More mental health resources, medication-assisted treatment and more peer specialist follow-ups after overdoses or mental health crises were among the recommendations made Friday by the Health Care Advisory Board Subcommittee on Mental Health and Outreach Subcommittee. and Case Management.

Data collection by the subcommittees found higher emergency room use by residents living in the 32609 and 32641 ZIP codes, which spread from the northeastern and central parts of the county. Emergency room use is twice the state average in the 32609 zip code area and three times the state average in the 32641 area. Many of these emergency room visits are health or substance use related mental. The committee decided to draft three action items to present to the county: education, treatment, and follow-up.

Mental health among children is of particular concern. Children experience post-traumatic stress disorder and chronic stress disorder, said James Reiser, a member of the Board of Directors of the National Alliance on Mental Illness. Mental health education needs to be more accessible to providers, families, and teachers.

“A lot of what’s going on is not recognized in the community, and I think there are real barriers to getting help,” Reiser said.

Map shows zip code boundaries 32609 and 32641. Map created in mapBuilder through the research facility. (Jacqueline Macia/WUFT News)

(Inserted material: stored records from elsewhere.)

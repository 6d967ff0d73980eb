//! Packet sniffer lookalike. Rows are random noise appended on tick; space
//! pauses the feed.

use crossterm::event::{Event, KeyCode, KeyEventKind};
use ratatui::layout::Rect;
use ratatui::style::{Modifier, Style};
use ratatui::text::Line;
use ratatui::widgets::Paragraph;

use crate::rng::Rng;
use crate::theme;
use crate::ui::UiFrame;

use super::{AppContent, ContentContext};

const PROTOCOLS: &[&str] = &["TCP", "UDP", "TLSv1.3", "DNS", "HTTP", "ARP", "ICMP"];
const MAX_ROWS: usize = 256;

struct PacketRow {
    number: u32,
    source: String,
    dest: String,
    protocol: &'static str,
    length: u32,
}

pub struct SnifferApp {
    rows: Vec<PacketRow>,
    next_number: u32,
    paused: bool,
    rng: Rng,
}

impl SnifferApp {
    pub fn new() -> Self {
        Self {
            rows: Vec::new(),
            next_number: 1,
            paused: false,
            rng: Rng::from_clock(),
        }
    }

    fn random_addr(rng: &mut Rng) -> String {
        format!(
            "10.0.{}.{}:{}",
            rng.range(0, 8),
            rng.range(2, 254),
            rng.range(1024, 65535)
        )
    }

    fn capture_one(&mut self) {
        let source = Self::random_addr(&mut self.rng);
        let dest = Self::random_addr(&mut self.rng);
        let protocol = *self.rng.pick(PROTOCOLS);
        let row = PacketRow {
            number: self.next_number,
            source,
            dest,
            protocol,
            length: self.rng.range(54, 1514),
        };
        self.next_number += 1;
        self.rows.push(row);
        if self.rows.len() > MAX_ROWS {
            self.rows.remove(0);
        }
    }
}

impl Default for SnifferApp {
    fn default() -> Self {
        Self::new()
    }
}

impl AppContent for SnifferApp {
    fn render(&mut self, frame: &mut UiFrame<'_>, area: Rect, _ctx: &ContentContext) {
        if area.height < 2 {
            return;
        }
        let status = if self.paused {
            "capture paused — space resumes"
        } else {
            "capturing on eth0 (simulated) — space pauses"
        };
        let mut lines = vec![
            Line::styled(
                format!("{:>5} {:<22} {:<22} {:<8} {:>5}", "no.", "source", "destination", "proto", "len"),
                Style::default()
                    .fg(theme::accent())
                    .add_modifier(Modifier::BOLD),
            ),
        ];
        let visible = area.height.saturating_sub(2) as usize;
        let start = self.rows.len().saturating_sub(visible);
        for row in &self.rows[start..] {
            lines.push(Line::raw(format!(
                "{:>5} {:<22} {:<22} {:<8} {:>5}",
                row.number, row.source, row.dest, row.protocol, row.length
            )));
        }
        frame.render_widget(Paragraph::new(lines), area);
        frame.set_string(
            area.x,
            area.y + area.height - 1,
            status,
            Style::default().fg(theme::menu_dim_fg()),
        );
    }

    fn handle_event(&mut self, event: &Event, _ctx: &ContentContext) -> bool {
        if let Event::Key(key) = event
            && key.kind == KeyEventKind::Press
            && key.code == KeyCode::Char(' ')
        {
            self.paused = !self.paused;
            return true;
        }
        false
    }

    fn tick(&mut self) {
        if self.paused {
            return;
        }
        // bursty, like a real capture
        let burst = self.rng.range(0, 3);
        for _ in 0..burst {
            self.capture_one();
        }
    }
}

#[cfg(test)]
mod tests {
    use super::*;

    #[test]
    fn ring_buffer_stays_bounded() {
        let mut app = SnifferApp::new();
        for _ in 0..(MAX_ROWS * 4) {
            app.capture_one();
        }
        assert_eq!(app.rows.len(), MAX_ROWS);
        // numbering keeps climbing even as old rows fall off
        assert!(app.rows.last().unwrap().number > MAX_ROWS as u32);
    }

    #[test]
    fn paused_capture_is_frozen() {
        let mut app = SnifferApp::new();
        app.paused = true;
        app.tick();
        assert!(app.rows.is_empty());
    }
}
use std::io;
use std::time::Duration;

use crossterm::event::Event;

use crate::drivers::InputDriver;

pub enum ControlFlow {
    Continue,
    Quit,
}

/// The single message pump driving the shell.
///
/// One loop owns the thread: it polls the input driver, hands events to the
/// handler, and calls the handler with `None` once per poll interval so the
/// caller can tick animations and redraw. Nothing else in the crate reads
/// input.
pub struct EventLoop<D> {
    driver: D,
    poll_interval: Duration,
}

impl<D: InputDriver> EventLoop<D> {
    pub fn new(driver: D, poll_interval: Duration) -> Self {
        Self {
            driver,
            poll_interval,
        }
    }

    pub fn driver(&mut self) -> &mut D {
        &mut self.driver
    }

    /// Run until the handler returns `ControlFlow::Quit`.
    ///
    /// The handler receives `Some(event)` for input and `None` on idle ticks.
    /// When input arrives, the queue is drained before the next idle tick;
    /// otherwise high-frequency bursts (mouse drags, key repeat) would back
    /// up behind rendering and the pointer would lag the window it is
    /// dragging.
    pub fn run<F>(&mut self, mut handler: F) -> io::Result<()>
    where
        F: FnMut(&mut D, Option<Event>) -> io::Result<ControlFlow>,
    {
        loop {
            if let ControlFlow::Quit = handler(&mut self.driver, None)? {
                break;
            }

            if self.driver.poll(self.poll_interval)? {
                loop {
                    let event = self.driver.read()?;
                    if let ControlFlow::Quit = handler(&mut self.driver, Some(event))? {
                        return Ok(());
                    }
                    if !self.driver.poll(Duration::from_millis(0))? {
                        break;
                    }
                }
            }
        }
        Ok(())
    }
}
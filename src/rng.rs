//! Small xorshift64* generator for the simulated tool output.
//!
//! The faux applications only need plausible-looking noise (packet sizes,
//! port latencies, exit IPs), so a tiny software generator is enough; nothing
//! here is security sensitive.

use std::time::{SystemTime, UNIX_EPOCH};

#[derive(Debug, Clone)]
pub struct Rng {
    state: u64,
}

impl Rng {
    pub fn new(seed: u64) -> Self {
        // xorshift has a zero fixed point; nudge it off.
        Self {
            state: if seed == 0 { 0x9e37_79b9_7f4a_7c15 } else { seed },
        }
    }

    /// Seed from the wall clock. Good enough for demo noise.
    pub fn from_clock() -> Self {
        let nanos = SystemTime::now()
            .duration_since(UNIX_EPOCH)
            .map(|d| d.subsec_nanos() as u64 ^ d.as_secs())
            .unwrap_or(0x5eed);
        Self::new(nanos)
    }

    pub fn next_u64(&mut self) -> u64 {
        let mut x = self.state;
        x ^= x >> 12;
        x ^= x << 25;
        x ^= x >> 27;
        self.state = x;
        x.wrapping_mul(0x2545_f491_4f6c_dd1d)
    }

    pub fn next_u32(&mut self) -> u32 {
        (self.next_u64() >> 32) as u32
    }

    /// Uniform value in `[low, high)`. Returns `low` for empty ranges.
    pub fn range(&mut self, low: u32, high: u32) -> u32 {
        if high <= low {
            return low;
        }
        low + self.next_u32() % (high - low)
    }

    /// True roughly `percent` out of 100 calls.
    pub fn chance(&mut self, percent: u32) -> bool {
        self.range(0, 100) < percent
    }

    pub fn pick<'a, T>(&mut self, items: &'a [T]) -> &'a T {
        &items[self.range(0, items.len() as u32) as usize]
    }
}

#[cfg(test)]
mod tests {
    use super::*;

    #[test]
    fn zero_seed_is_remapped() {
        let mut rng = Rng::new(0);
        assert_ne!(rng.next_u64(), 0);
    }

    #[test]
    fn range_stays_in_bounds() {
        let mut rng = Rng::new(42);
        for _ in 0..1000 {
            let v = rng.range(10, 20);
            assert!((10..20).contains(&v));
        }
    }

    #[test]
    fn empty_range_returns_low() {
        let mut rng = Rng::new(7);
        assert_eq!(rng.range(5, 5), 5);
        assert_eq!(rng.range(9, 3), 9);
    }

    #[test]
    fn same_seed_same_stream() {
        let mut a = Rng::new(1234);
        let mut b = Rng::new(1234);
        for _ in 0..16 {
            assert_eq!(a.next_u64(), b.next_u64());
        }
    }
}
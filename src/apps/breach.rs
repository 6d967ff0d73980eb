//! The SYSTEM BREACH window: a scripted extraction transcript that reveals
//! itself over time, then asks the desktop to open the browser on the
//! "exfiltrated" page. Pure theater.

use ratatui::layout::Rect;
use ratatui::style::{Modifier, Style};
use ratatui::text::Line;
use ratatui::widgets::Paragraph;

use crate::theme;
use crate::ui::UiFrame;

use super::{AppContent, AppKind, AppRequest, ContentContext};

const SCRIPT: &[&str] = &[
    "[*] establishing encrypted channel...",
    "[*] channel up (aes-256-gcm, simulated)",
    "[*] enumerating portfolio endpoints...",
    "[+] found /about /projects /contact",
    "[*] bypassing decorative firewall...",
    "[+] firewall was a png, bypass trivial",
    "[*] extracting portfolio data.......",
    "[+] 3 sections recovered",
    "[*] preparing browser redirect...",
    "[+] extraction complete",
];

/// Ticks between revealed lines.
const TICKS_PER_LINE: u8 = 6;

pub struct BreachApp {
    revealed: usize,
    tick: u8,
    redirected: bool,
    requests: Vec<AppRequest>,
}

impl BreachApp {
    pub fn new() -> Self {
        Self {
            revealed: 0,
            tick: 0,
            redirected: false,
            requests: Vec::new(),
        }
    }

    fn done(&self) -> bool {
        self.revealed >= SCRIPT.len()
    }
}

impl Default for BreachApp {
    fn default() -> Self {
        Self::new()
    }
}

impl AppContent for BreachApp {
    fn render(&mut self, frame: &mut UiFrame<'_>, area: Rect, _ctx: &ContentContext) {
        let mut lines: Vec<Line> = SCRIPT[..self.revealed]
            .iter()
            .map(|text| {
                let style = if text.starts_with("[+]") {
                    Style::default().fg(theme::success())
                } else {
                    Style::default().fg(theme::accent())
                };
                Line::styled(*text, style)
            })
            .collect();
        if self.done() {
            lines.push(Line::raw(""));
            lines.push(Line::styled(
                "ACCESS GRANTED",
                Style::default()
                    .fg(theme::success())
                    .add_modifier(Modifier::BOLD),
            ));
        } else {
            let percent = self.revealed * 100 / SCRIPT.len();
            lines.push(Line::styled(
                format!("extraction {percent}%"),
                Style::default().fg(theme::warning()),
            ));
        }
        frame.render_widget(Paragraph::new(lines), area);
    }

    fn tick(&mut self) {
        if self.done() {
            if !self.redirected {
                self.redirected = true;
                self.requests.push(AppRequest::OpenWindow(AppKind::Browser));
            }
            return;
        }
        self.tick += 1;
        if self.tick >= TICKS_PER_LINE {
            self.tick = 0;
            self.revealed += 1;
        }
    }

    fn take_requests(&mut self) -> Vec<AppRequest> {
        std::mem::take(&mut self.requests)
    }
}
//! UiFrame: a thin wrapper over `ratatui::Frame` that clips every draw call
//! to the visible buffer.
//!
//! Window geometry on this desktop is user-controlled (a drag can push a
//! frame partially past the viewport edge), so components routinely compute
//! rectangles that overhang the terminal. Writing out of bounds into the
//! underlying `Buffer` panics; routing all drawing through `UiFrame` keeps
//! components free of per-call bounds checks.

use ratatui::Frame;
use ratatui::buffer::Buffer;
use ratatui::layout::Rect;
use ratatui::style::Style;
use ratatui::widgets::{StatefulWidget, Widget};

pub struct UiFrame<'a> {
    area: Rect,
    buffer: &'a mut Buffer,
}

impl<'a> UiFrame<'a> {
    pub fn new(frame: &'a mut Frame<'_>) -> Self {
        let area = frame.area();
        let buffer = frame.buffer_mut();
        Self { area, buffer }
    }

    /// Build a `UiFrame` from raw parts; used by tests that render into an
    /// offscreen buffer.
    pub fn from_parts(area: Rect, buffer: &'a mut Buffer) -> Self {
        Self { area, buffer }
    }

    pub fn area(&self) -> Rect {
        self.area
    }

    pub fn buffer_mut(&mut self) -> &mut Buffer {
        self.buffer
    }

    fn clip_rect(&self, rect: Rect) -> Option<Rect> {
        let clipped = rect.intersection(self.area);
        if clipped.width == 0 || clipped.height == 0 {
            None
        } else {
            Some(clipped)
        }
    }

    pub fn render_widget<W>(&mut self, widget: W, area: Rect)
    where
        W: Widget,
    {
        if let Some(clipped) = self.clip_rect(area) {
            widget.render(clipped, self.buffer);
        }
    }

    pub fn render_stateful_widget<W>(&mut self, widget: W, area: Rect, state: &mut W::State)
    where
        W: StatefulWidget,
    {
        if let Some(clipped) = self.clip_rect(area) {
            widget.render(clipped, self.buffer, state);
        }
    }

    /// Paint a solid region: blanks symbols and applies `style`.
    pub fn fill(&mut self, area: Rect, style: Style) {
        let Some(clipped) = self.clip_rect(area) else {
            return;
        };
        for y in clipped.y..clipped.y.saturating_add(clipped.height) {
            for x in clipped.x..clipped.x.saturating_add(clipped.width) {
                if let Some(cell) = self.buffer.cell_mut((x, y)) {
                    cell.set_symbol(" ");
                    cell.set_style(style);
                }
            }
        }
    }

    /// Write a string clipped to this frame, truncating at the right edge.
    pub fn set_string(&mut self, x: u16, y: u16, text: &str, style: Style) {
        safe_set_string(self.buffer, self.area, x, y, text, style);
    }
}

pub fn safe_set_string(
    buffer: &mut Buffer,
    bounds: Rect,
    x: u16,
    y: u16,
    text: &str,
    style: Style,
) {
    if bounds.width == 0 || bounds.height == 0 {
        return;
    }
    let max_x = bounds.x.saturating_add(bounds.width);
    let max_y = bounds.y.saturating_add(bounds.height);
    if x < bounds.x || x >= max_x || y < bounds.y || y >= max_y {
        return;
    }
    let available = max_x.saturating_sub(x);
    if available == 0 {
        return;
    }
    let text = truncate_to_width(text, available as usize);
    buffer.set_string(x, y, text, style);
}

pub fn truncate_to_width(value: &str, width: usize) -> String {
    if value.chars().count() <= width {
        return value.to_string();
    }
    value.chars().take(width).collect()
}

#[cfg(test)]
mod tests {
    use super::*;

    #[test]
    fn set_string_clips_at_right_edge() {
        let area = Rect {
            x: 0,
            y: 0,
            width: 4,
            height: 1,
        };
        let mut buffer = Buffer::empty(area);
        safe_set_string(&mut buffer, area, 2, 0, "abcdef", Style::default());
        assert_eq!(buffer.cell((2, 0)).unwrap().symbol(), "a");
        assert_eq!(buffer.cell((3, 0)).unwrap().symbol(), "b");
    }

    #[test]
    fn set_string_outside_bounds_is_noop() {
        let area = Rect {
            x: 0,
            y: 0,
            width: 4,
            height: 1,
        };
        let mut buffer = Buffer::empty(area);
        safe_set_string(&mut buffer, area, 9, 0, "x", Style::default());
        safe_set_string(&mut buffer, area, 0, 5, "x", Style::default());
        for x in 0..4 {
            assert_eq!(buffer.cell((x, 0)).unwrap().symbol(), " ");
        }
    }

    #[test]
    fn fill_clips_overhanging_rect() {
        let frame_area = Rect {
            x: 0,
            y: 0,
            width: 3,
            height: 2,
        };
        let mut buffer = Buffer::empty(frame_area);
        let mut frame = UiFrame::from_parts(frame_area, &mut buffer);
        frame.fill(
            Rect {
                x: 2,
                y: 0,
                width: 10,
                height: 10,
            },
            Style::default(),
        );
    }
}
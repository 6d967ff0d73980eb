//! Notes app: embedded markdown rendered to styled lines.

use crossterm::event::{Event, KeyCode, KeyEventKind};
use indoc::indoc;
use pulldown_cmark::{Event as MdEvent, Options, Parser, Tag, TagEnd};
use ratatui::layout::Rect;
use ratatui::style::{Modifier, Style};
use ratatui::text::{Line, Span};
use ratatui::widgets::Paragraph;

use crate::theme;
use crate::ui::UiFrame;

use super::{AppContent, ContentContext};

const NOTES_MD: &str = indoc! {"
    # engagement notes

    Everything on this machine is **staged**. The tools render canned or
    randomized output and never touch a real target.

    ## todo

    - polish the breach cutscene timing
    - add more canned commands to the terminal
    - write up the window manager design

    ## reminders

    Passwords for the login screen are the classic lab defaults. Do not
    reuse them anywhere that matters — use `a real password manager`.
"};

/// Flatten a markdown document into styled terminal lines. Headings get the
/// accent color, inline code goes yellow, list items get a dash. Block
/// structure beyond that is ignored; notes are short.
fn render_markdown(raw: &str) -> Vec<Line<'static>> {
    let parser = Parser::new_ext(raw, Options::empty());
    let mut lines: Vec<Line<'static>> = Vec::new();
    let mut current: Vec<Span<'static>> = Vec::new();
    let mut bold = false;
    let mut heading = false;

    for event in parser {
        match event {
            MdEvent::Start(Tag::Strong) => bold = true,
            MdEvent::End(TagEnd::Strong) => bold = false,
            MdEvent::Start(Tag::Heading { .. }) => heading = true,
            MdEvent::End(TagEnd::Heading(_)) => {
                heading = false;
                lines.push(Line::from(std::mem::take(&mut current)));
                lines.push(Line::raw(""));
            }
            MdEvent::Start(Tag::Item) => current.push(Span::raw("- ")),
            MdEvent::End(TagEnd::Item) => {
                lines.push(Line::from(std::mem::take(&mut current)));
            }
            MdEvent::End(TagEnd::Paragraph) => {
                lines.push(Line::from(std::mem::take(&mut current)));
                lines.push(Line::raw(""));
            }
            MdEvent::Text(text) => {
                let mut style = Style::default();
                if heading {
                    style = style.fg(theme::accent()).add_modifier(Modifier::BOLD);
                } else if bold {
                    style = style.add_modifier(Modifier::BOLD);
                }
                current.push(Span::styled(text.to_string(), style));
            }
            MdEvent::Code(text) => {
                current.push(Span::styled(
                    text.to_string(),
                    Style::default().fg(theme::warning()),
                ));
            }
            MdEvent::SoftBreak => current.push(Span::raw(" ")),
            MdEvent::HardBreak => lines.push(Line::from(std::mem::take(&mut current))),
            _ => {}
        }
    }
    if !current.is_empty() {
        lines.push(Line::from(current));
    }
    lines
}

pub struct NotesApp {
    lines: Vec<Line<'static>>,
    scroll: u16,
}

impl NotesApp {
    pub fn new() -> Self {
        Self {
            lines: render_markdown(NOTES_MD),
            scroll: 0,
        }
    }
}

impl Default for NotesApp {
    fn default() -> Self {
        Self::new()
    }
}

impl AppContent for NotesApp {
    fn render(&mut self, frame: &mut UiFrame<'_>, area: Rect, _ctx: &ContentContext) {
        let lines: Vec<Line> = self
            .lines
            .iter()
            .skip(self.scroll as usize)
            .cloned()
            .collect();
        frame.render_widget(Paragraph::new(lines), area);
    }

    fn handle_event(&mut self, event: &Event, _ctx: &ContentContext) -> bool {
        let Event::Key(key) = event else {
            return false;
        };
        if key.kind != KeyEventKind::Press {
            return false;
        }
        match key.code {
            KeyCode::Up => {
                self.scroll = self.scroll.saturating_sub(1);
                true
            }
            KeyCode::Down => {
                self.scroll = (self.scroll + 1).min(self.lines.len() as u16);
                true
            }
            _ => false,
        }
    }
}
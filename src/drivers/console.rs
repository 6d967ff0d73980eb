use std::io::{self, Stdout};
use std::time::Duration;

use crossterm::event::{DisableMouseCapture, EnableMouseCapture, Event};
use crossterm::terminal::{EnterAlternateScreen, LeaveAlternateScreen};
use crossterm::{execute, terminal};
use ratatui::Terminal;
use ratatui::backend::CrosstermBackend;

use super::InputDriver;
use crate::ui::UiFrame;

/// Crossterm-backed input source.
#[derive(Debug, Default)]
pub struct ConsoleInputDriver;

impl ConsoleInputDriver {
    pub fn new() -> Self {
        Self
    }
}

impl InputDriver for ConsoleInputDriver {
    fn poll(&mut self, timeout: Duration) -> io::Result<bool> {
        crossterm::event::poll(timeout)
    }

    fn read(&mut self) -> io::Result<Event> {
        crossterm::event::read()
    }

    fn set_mouse_capture(&mut self, enabled: bool) -> io::Result<()> {
        if enabled {
            execute!(io::stdout(), EnableMouseCapture)
        } else {
            execute!(io::stdout(), DisableMouseCapture)
        }
    }
}

/// Owns the terminal: alternate screen, raw mode, cursor, and drawing.
///
/// `exit` is idempotent and also runs on drop so a panic still restores the
/// user's terminal.
pub struct ConsoleOutputDriver {
    terminal: Terminal<CrosstermBackend<Stdout>>,
    entered: bool,
}

impl ConsoleOutputDriver {
    pub fn new() -> io::Result<Self> {
        let backend = CrosstermBackend::new(io::stdout());
        let terminal = Terminal::new(backend)?;
        Ok(Self {
            terminal,
            entered: false,
        })
    }

    pub fn enter(&mut self) -> io::Result<()> {
        if self.entered {
            return Ok(());
        }
        execute!(self.terminal.backend_mut(), EnterAlternateScreen)?;
        terminal::enable_raw_mode()?;
        self.terminal.hide_cursor()?;
        self.entered = true;
        Ok(())
    }

    pub fn exit(&mut self) -> io::Result<()> {
        if !self.entered {
            return Ok(());
        }
        terminal::disable_raw_mode()?;
        execute!(
            self.terminal.backend_mut(),
            DisableMouseCapture,
            LeaveAlternateScreen
        )?;
        self.terminal.show_cursor()?;
        self.entered = false;
        Ok(())
    }

    pub fn draw<F>(&mut self, f: F) -> io::Result<()>
    where
        F: FnOnce(&mut UiFrame<'_>),
    {
        self.terminal
            .draw(move |frame| {
                let mut wrapper = UiFrame::new(frame);
                f(&mut wrapper);
            })
            .map(|_| ())
            .map_err(|err| io::Error::other(err.to_string()))
    }
}

impl Drop for ConsoleOutputDriver {
    fn drop(&mut self) {
        let _ = self.exit();
    }
}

The biggest barriers to mental health services are cost and provider availability, said Karen Billings, an advisory board member and deputy director of administrative services for the Department of Health and Clinical Psychology at the University of Florida.

“A lot of the data from the ER will point to alcohol abuse versus traditional mental health, such as depression, anxiety and grief,” Billings said. “We have this whole other population that needs counseling and therapy that is not driven by substance abuse.”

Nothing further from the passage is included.